New OK law will allow tribal officers to work closer with nontribal officers

By: Ashley Park Email
By: Ashley Park Email

ADA, OK -- Oklahoma law enforcement will now be cracking down even harder on criminals under House bill 1871.

Tribal police can now respond to emergencies concerning immediate threats on tribal lands without having to wait on non-tribal officers to arrive.

"This bill will give tribal law enforcement officers who are BIA certified and CLEET certified, the ability to arrest nontribal members on tribal lands," said State Senator Susan Paddack.

Senator Paddack and State Representative Lisa Billy, worked together on the bill for two sessions, and got it signed into law last month.

She says it will help stop those criminals who take advantage of federal trust lands' legal loopholes.

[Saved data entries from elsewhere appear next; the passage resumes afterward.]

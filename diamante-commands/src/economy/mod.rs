pub mod daily;
pub mod rank;
use std::collections::HashMap;
use std::sync::Mutex;
use std::time::{Duration, Instant};

/// Window during which a user's messages accrue no further XP.
pub const XP_COOLDOWN: Duration = Duration::from_secs(30);

/// In-memory, per-process exclusion window keyed by user id.
///
/// Entries carry their expiry instant and are pruned on each access, so no
/// timers are spawned and the map never outgrows the set of users active
/// within one window. A restart clears all cooldowns.
#[derive(Debug)]
pub struct CooldownTracker {
    window: Duration,
    entries: Mutex<HashMap<u64, Instant>>,
}

impl CooldownTracker {
    pub fn new(window: Duration) -> Self {
        Self {
            window,
            entries: Mutex::new(HashMap::new()),
        }
    }

    /// Whether `user_id` is still inside its exclusion window.
    pub fn is_on_cooldown(&self, user_id: u64) -> bool {
        self.is_on_cooldown_at(user_id, Instant::now())
    }

    /// Start (or restart) the exclusion window for `user_id`.
    pub fn start_cooldown(&self, user_id: u64) {
        self.start_cooldown_at(user_id, Instant::now());
    }

    fn is_on_cooldown_at(&self, user_id: u64, now: Instant) -> bool {
        let mut entries = self.entries.lock().unwrap_or_else(|e| e.into_inner());
        entries.retain(|_, expires_at| *expires_at > now);
        entries.contains_key(&user_id)
    }

    fn start_cooldown_at(&self, user_id: u64, now: Instant) {
        let mut entries = self.entries.lock().unwrap_or_else(|e| e.into_inner());
        entries.insert(user_id, now + self.window);
    }
}

#[cfg(test)]
mod tests {
    use super::CooldownTracker;
    use std::time::{Duration, Instant};

    #[test]
    fn user_is_excluded_within_window() {
        let tracker = CooldownTracker::new(Duration::from_secs(30));
        let start = Instant::now();

        assert!(!tracker.is_on_cooldown_at(7, start));
        tracker.start_cooldown_at(7, start);
        assert!(tracker.is_on_cooldown_at(7, start + Duration::from_secs(1)));
        assert!(tracker.is_on_cooldown_at(7, start + Duration::from_secs(29)));
    }

    #[test]
    fn entry_expires_after_window() {
        let tracker = CooldownTracker::new(Duration::from_secs(30));
        let start = Instant::now();

        tracker.start_cooldown_at(7, start);
        assert!(!tracker.is_on_cooldown_at(7, start + Duration::from_secs(30)));

        // A fresh window opens after expiry.
        tracker.start_cooldown_at(7, start + Duration::from_secs(31));
        assert!(tracker.is_on_cooldown_at(7, start + Duration::from_secs(32)));
    }

    #[test]
    fn expired_entries_are_pruned_on_access() {
        let tracker = CooldownTracker::new(Duration::from_secs(30));
        let start = Instant::now();

        tracker.start_cooldown_at(1, start);
        tracker.start_cooldown_at(2, start);
        tracker.is_on_cooldown_at(3, start + Duration::from_secs(31));

        let entries = tracker.entries.lock().unwrap();
        assert!(entries.is_empty());
    }

    #[test]
    fn cooldowns_are_independent_per_user() {
        let tracker = CooldownTracker::new(Duration::from_secs(30));
        let start = Instant::now();

        tracker.start_cooldown_at(1, start);
        assert!(tracker.is_on_cooldown_at(1, start + Duration::from_secs(5)));
        assert!(!tracker.is_on_cooldown_at(2, start + Duration::from_secs(5)));
    }
}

"There were crimes and criminals that were rather clever sometimes about knowing where to do the crime and getting into those jurisdictional issues, and so this is important because it's going to provide better public safety across our state," Paddack said.

Chickasaw Lighthorse Police Chief Randy Wesley says the law improves efficiency.

"We won't have to wait because there have been many times that a sheriff department or police department will be called, and if they were on other calls then we would have to wait until they got there. This will allow us to take action immediately," said Wesley.

The law will go into effect on November 1st.